抽样调查法,即直接收集与图书馆健康信息服务所产生的影响力相关的数据,分析评估影响力。对开展健康信息服务的服务机构,包括高等医学院校图书馆、军队医学图书馆与省级公共图书馆等进行有目的地抽样、收集数据;对用户群体进行有目的地抽样,根据社会学理论对用户群体进行科学划分,对每个群体依据比例进行抽样调查、收集数据。
焦点小组深度访谈法,即利用焦点小组深度访谈与问卷调查收集数据,借助数据处理工具,通过方差分析、多元线性回归分析等数据分析方法对图书馆开展健康信息服务影响力的相关数据进行分析。
时间序列对比分析法,即对同一样本不同时间的数据进行对比分析,分析评估图书馆健康信息服务对健康信息素养的影响力水平。
此外,还可采用定量与定性相结合的评估方法,从大量案例数据中识别图书馆健康服务产生影响的变量和模式。如将图书馆的使用数据与某些个体或机构数据进行比较,确定图书馆使用和行为表现之间的联系。定性的方法依赖较高的用户参与度识别或解释行为,聚焦于审视行为和成果之间的关系,可以为定量数据赋予上下文环境和意义,帮助识别图书馆影响,也是理解和分析用户与图书馆交互数据的有力工具。
在图书馆影响力评估时需要特别注意的是,评估过程中可能涉及图书馆内外部的多种变量或因素对最终的影响力结果产生贡献。有些影响并不是图书馆的活动产生的,而是来自于图书馆外部的因素。因此,在对最终的影响力结果进行归因时,如何区分哪些影响来自图书馆自身和哪些影响来自外部环境因素,是一个需要继续深入探讨的问题。

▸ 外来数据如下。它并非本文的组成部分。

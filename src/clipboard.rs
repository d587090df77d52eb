//! Row clipboard for row-level copy/paste, plus system clipboard access for
//! cell text and tab-separated ranges.

use color_eyre::eyre::eyre;
use color_eyre::Result;
use std::rc::Rc;

use crate::row::{insert_after, CellRect, Row, Rows};

/// What the row clipboard holds. Copying one kind replaces the other.
#[derive(Debug, Clone, PartialEq, Eq)]
pub enum RowPayload {
    Single(Row),
    Many(Vec<Row>),
}

/// Result of pasting copied rows into a grid
#[derive(Debug, Clone)]
pub struct RowPaste {
    pub rows: Rows,
    /// Index of the first inserted row
    pub inserted_at: usize,
    pub count: usize,
}

#[derive(Debug, Default)]
pub struct RowClipboard {
    payload: Option<RowPayload>,
}

impl RowClipboard {
    pub fn new() -> Self {
        Self::default()
    }

    pub fn copy_row(&mut self, row: &Row) {
        self.payload = Some(RowPayload::Single(row.clone()));
    }

    /// Copy several rows. Returns false (and keeps the old payload) when `rows` is empty.
    pub fn copy_rows(&mut self, rows: &[Rc<Row>]) -> bool {
        if rows.is_empty() {
            return false;
        }
        self.payload = Some(RowPayload::Many(
            rows.iter().map(|r| r.as_ref().clone()).collect(),
        ));
        true
    }

    pub fn payload(&self) -> Option<&RowPayload> {
        self.payload.as_ref()
    }

    /// Insert fresh copies of the clipboard rows right after `index`.
    pub fn paste_after(&self, rows: &[Rc<Row>], index: usize) -> Option<RowPaste> {
        let copies: Vec<Row> = match self.payload.as_ref()? {
            RowPayload::Single(row) => vec![Row::from_copied(row)],
            RowPayload::Many(many) => many.iter().map(Row::from_copied).collect(),
        };
        let count = copies.len();
        let inserted_at = (index + 1).min(rows.len());
        Some(RowPaste {
            rows: insert_after(rows, index, copies),
            inserted_at,
            count,
        })
    }
}

/// Text clipboard provided by the host environment
pub trait SystemClipboard {
    fn read_text(&mut self) -> Result<String>;
    fn write_text(&mut self, text: &str) -> Result<()>;
}

/// System clipboard backed by `arboard`. Opening the clipboard can fail in
/// headless sessions; every call then reports the clipboard as unavailable.
pub struct ArboardClipboard {
    inner: Option<arboard::Clipboard>,
}

impl ArboardClipboard {
    pub fn new() -> Self {
        let inner = match arboard::Clipboard::new() {
            Ok(cb) => Some(cb),
            Err(e) => {
                tracing::warn!("system clipboard unavailable: {}", e);
                None
            }
        };
        Self { inner }
    }
}

impl Default for ArboardClipboard {
    fn default() -> Self {
        Self::new()
    }
}

impl SystemClipboard for ArboardClipboard {
    fn read_text(&mut self) -> Result<String> {
        let cb = self
            .inner
            .as_mut()
            .ok_or_else(|| eyre!("Clipboard unavailable"))?;
        cb.get_text()
            .map_err(|e| eyre!("Failed to read clipboard: {}", e))
    }

    fn write_text(&mut self, text: &str) -> Result<()> {
        let cb = self
            .inner
            .as_mut()
            .ok_or_else(|| eyre!("Clipboard unavailable"))?;
        cb.set_text(text.to_string())
            .map_err(|e| eyre!("Failed to write clipboard: {}", e))
    }
}

/// In-process clipboard, used in tests and when no system clipboard is wanted
#[derive(Debug, Default, Clone)]
pub struct MemoryClipboard {
    pub text: Option<String>,
}

impl MemoryClipboard {
    pub fn new() -> Self {
        Self::default()
    }

    pub fn with_text(text: &str) -> Self {
        Self {
            text: Some(text.to_string()),
        }
    }
}

impl SystemClipboard for MemoryClipboard {
    fn read_text(&mut self) -> Result<String> {
        self.text.clone().ok_or_else(|| eyre!("Clipboard is empty"))
    }

    fn write_text(&mut self, text: &str) -> Result<()> {
        self.text = Some(text.to_string());
        Ok(())
    }
}

/// Serialize the cells of `rect` as tab-separated values, one line per row
pub fn encode_tsv(rows: &[Rc<Row>], rect: CellRect) -> String {
    rect.rows()
        .filter_map(|index| rows.get(index))
        .map(|row| {
            rect.fields()
                .map(|field| row.get(field))
                .collect::<Vec<_>>()
                .join("\t")
        })
        .collect::<Vec<_>>()
        .join("\n")
}

/// Parse clipboard text into rows of cell values. Blank lines are dropped.
pub fn decode_tsv(text: &str) -> Vec<Vec<String>> {
    text.split('\n')
        .map(|line| line.strip_suffix('\r').unwrap_or(line))
        .filter(|line| !line.trim().is_empty())
        .map(|line| line.split('\t').map(str::to_string).collect())
        .collect()
}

基于上述研究,最终形成图书馆健康信息服务影响力评估框架(图2)。通过案例分析和实地调研,调查分析图书馆健康信息服务实践现状,利用问卷调查、深度访谈、案例分析和时间序列等方法评估图书馆在个体层面、组织层面和社会层面的影响力。各类型图书馆也可经过实证和应用,对该框架加以修正与完善,形成适用于本馆的评估框架。
图2 图书馆健康信息服务影响力评估框架
我国全民健康的政策导向与公民健康素养偏低的现实存在矛盾。图书馆,尤其是医学图书馆,作为公益性信息服务机构应承担起健康信息服务的责任。美国医学图书馆联盟(National Network of Libraries of Medicine)建议由医学图书馆、公共图书馆和健康教育专家共同努力,促进健康素养的提高。
国外图书馆提供健康信息服务的模式已相对成熟,但针对健康信息服务的能力评价并没有明确的评价体系。本文基于健康素养理论和图书馆影响力评估的最新国际标准,希望在理论上初步建立图书馆健康信息服务评估框架的评价流程、评价指标、评估方法,在后续的研究上加以实证分析,以期丰富图书馆评估的理论,指导图书馆改革与创新健康信息服务模式,有效开展健康信息服务,提升健康信息服务水平,更好地服务于国家健康战略。